▶ **THE TASK**:
Reproduce the records exactly, beginning with their first line and ending with the line that contains "needs 64 bytes.", and output nothing more.

▶ **SUPPLIED RECORDS**:
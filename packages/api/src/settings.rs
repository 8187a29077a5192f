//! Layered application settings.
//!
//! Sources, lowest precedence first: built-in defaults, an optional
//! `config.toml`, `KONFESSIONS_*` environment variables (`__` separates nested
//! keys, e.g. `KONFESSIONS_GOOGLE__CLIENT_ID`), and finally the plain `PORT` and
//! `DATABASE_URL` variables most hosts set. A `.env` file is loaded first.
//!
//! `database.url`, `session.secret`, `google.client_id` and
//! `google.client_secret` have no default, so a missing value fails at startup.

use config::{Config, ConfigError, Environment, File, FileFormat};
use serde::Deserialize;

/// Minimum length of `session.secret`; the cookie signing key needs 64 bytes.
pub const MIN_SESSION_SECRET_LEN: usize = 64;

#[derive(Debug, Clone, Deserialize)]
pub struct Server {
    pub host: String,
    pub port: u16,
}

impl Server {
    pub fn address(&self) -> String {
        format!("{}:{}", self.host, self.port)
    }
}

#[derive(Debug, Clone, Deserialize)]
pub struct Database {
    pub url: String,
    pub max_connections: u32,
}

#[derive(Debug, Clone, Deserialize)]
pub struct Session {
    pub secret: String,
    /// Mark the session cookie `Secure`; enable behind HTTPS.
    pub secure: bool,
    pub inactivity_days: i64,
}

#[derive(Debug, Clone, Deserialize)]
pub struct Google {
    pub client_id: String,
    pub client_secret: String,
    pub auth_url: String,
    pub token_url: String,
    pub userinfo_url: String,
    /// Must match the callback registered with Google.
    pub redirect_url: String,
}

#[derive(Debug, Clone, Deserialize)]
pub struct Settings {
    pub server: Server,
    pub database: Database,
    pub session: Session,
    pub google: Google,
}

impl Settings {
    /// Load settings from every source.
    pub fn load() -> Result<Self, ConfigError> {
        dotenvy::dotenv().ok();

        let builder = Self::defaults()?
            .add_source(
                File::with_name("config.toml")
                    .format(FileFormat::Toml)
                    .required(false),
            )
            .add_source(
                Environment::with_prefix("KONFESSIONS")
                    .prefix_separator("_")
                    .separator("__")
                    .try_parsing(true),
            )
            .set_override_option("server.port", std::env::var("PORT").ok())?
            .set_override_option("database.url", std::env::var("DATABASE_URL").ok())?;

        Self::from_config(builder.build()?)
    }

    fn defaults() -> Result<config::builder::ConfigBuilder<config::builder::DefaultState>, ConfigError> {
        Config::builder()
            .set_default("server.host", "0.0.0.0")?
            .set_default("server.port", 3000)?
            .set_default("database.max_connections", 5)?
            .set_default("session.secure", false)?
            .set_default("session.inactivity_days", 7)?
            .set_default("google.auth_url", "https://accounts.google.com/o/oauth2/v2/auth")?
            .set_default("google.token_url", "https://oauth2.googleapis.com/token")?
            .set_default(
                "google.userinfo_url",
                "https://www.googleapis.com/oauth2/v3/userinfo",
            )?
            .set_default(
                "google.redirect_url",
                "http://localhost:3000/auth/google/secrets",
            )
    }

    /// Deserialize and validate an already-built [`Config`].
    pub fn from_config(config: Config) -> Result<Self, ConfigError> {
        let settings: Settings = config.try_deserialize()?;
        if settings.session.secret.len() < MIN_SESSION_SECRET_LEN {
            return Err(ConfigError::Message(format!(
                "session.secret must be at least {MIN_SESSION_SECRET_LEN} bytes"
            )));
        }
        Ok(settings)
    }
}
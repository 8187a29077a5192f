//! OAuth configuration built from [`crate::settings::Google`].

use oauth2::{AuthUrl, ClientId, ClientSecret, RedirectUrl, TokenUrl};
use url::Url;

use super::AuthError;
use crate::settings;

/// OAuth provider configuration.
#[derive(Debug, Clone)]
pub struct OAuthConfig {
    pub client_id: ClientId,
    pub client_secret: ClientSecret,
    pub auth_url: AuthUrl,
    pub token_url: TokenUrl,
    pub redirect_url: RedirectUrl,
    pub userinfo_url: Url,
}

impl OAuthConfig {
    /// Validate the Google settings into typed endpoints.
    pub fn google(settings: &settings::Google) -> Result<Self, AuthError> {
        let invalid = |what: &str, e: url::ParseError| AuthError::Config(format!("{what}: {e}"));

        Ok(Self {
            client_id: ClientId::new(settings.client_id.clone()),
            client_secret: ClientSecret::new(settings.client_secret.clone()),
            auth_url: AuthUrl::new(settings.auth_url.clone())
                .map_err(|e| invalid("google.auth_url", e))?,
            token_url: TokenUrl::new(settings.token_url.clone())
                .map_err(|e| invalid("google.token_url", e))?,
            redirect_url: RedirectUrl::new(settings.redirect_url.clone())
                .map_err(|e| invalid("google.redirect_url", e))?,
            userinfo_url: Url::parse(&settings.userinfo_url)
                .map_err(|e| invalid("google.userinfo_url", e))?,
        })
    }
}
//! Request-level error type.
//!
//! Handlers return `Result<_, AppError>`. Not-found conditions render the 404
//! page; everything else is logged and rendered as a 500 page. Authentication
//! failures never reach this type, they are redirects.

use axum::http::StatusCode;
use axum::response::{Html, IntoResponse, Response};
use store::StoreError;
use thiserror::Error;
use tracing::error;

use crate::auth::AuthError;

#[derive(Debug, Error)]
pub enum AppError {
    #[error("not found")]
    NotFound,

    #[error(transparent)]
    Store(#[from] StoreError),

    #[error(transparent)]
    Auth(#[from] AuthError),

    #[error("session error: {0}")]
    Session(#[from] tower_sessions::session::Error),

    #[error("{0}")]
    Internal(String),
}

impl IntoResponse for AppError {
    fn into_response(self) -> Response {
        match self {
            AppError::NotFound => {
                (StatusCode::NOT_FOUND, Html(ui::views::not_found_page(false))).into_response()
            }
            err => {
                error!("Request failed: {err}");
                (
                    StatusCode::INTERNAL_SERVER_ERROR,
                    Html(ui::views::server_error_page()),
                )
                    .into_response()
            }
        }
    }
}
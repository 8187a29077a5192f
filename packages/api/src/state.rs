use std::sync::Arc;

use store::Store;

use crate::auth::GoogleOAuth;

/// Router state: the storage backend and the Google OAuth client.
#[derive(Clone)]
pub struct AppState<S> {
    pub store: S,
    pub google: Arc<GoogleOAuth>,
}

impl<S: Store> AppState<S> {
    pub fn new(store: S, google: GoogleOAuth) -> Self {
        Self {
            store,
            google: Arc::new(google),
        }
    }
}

▶ **ANSWER BOX**:
filename packages/api/src/settings.rs
repository 8187a29077a5192f
//! Layered application settings.
//!
//! Sources, lowest precedence first: built-in defaults, an optional
//! `config.toml`, `KONFESSIONS_*` environment variables (`__` separates nested
//! keys, e.g. `KONFESSIONS_GOOGLE__CLIENT_ID`), and finally the plain `PORT` and
//! `DATABASE_URL` variables most hosts set. A `.env` file is loaded first.
//!
//! `database.url`, `session.secret`, `google.client_id` and
//! `google.client_secret` have no default, so a missing value fails at startup.

use config::{Config, ConfigError, Environment, File, FileFormat};
use serde::Deserialize;

/// Minimum length of `session.secret`; the cookie signing key needs 64 bytes.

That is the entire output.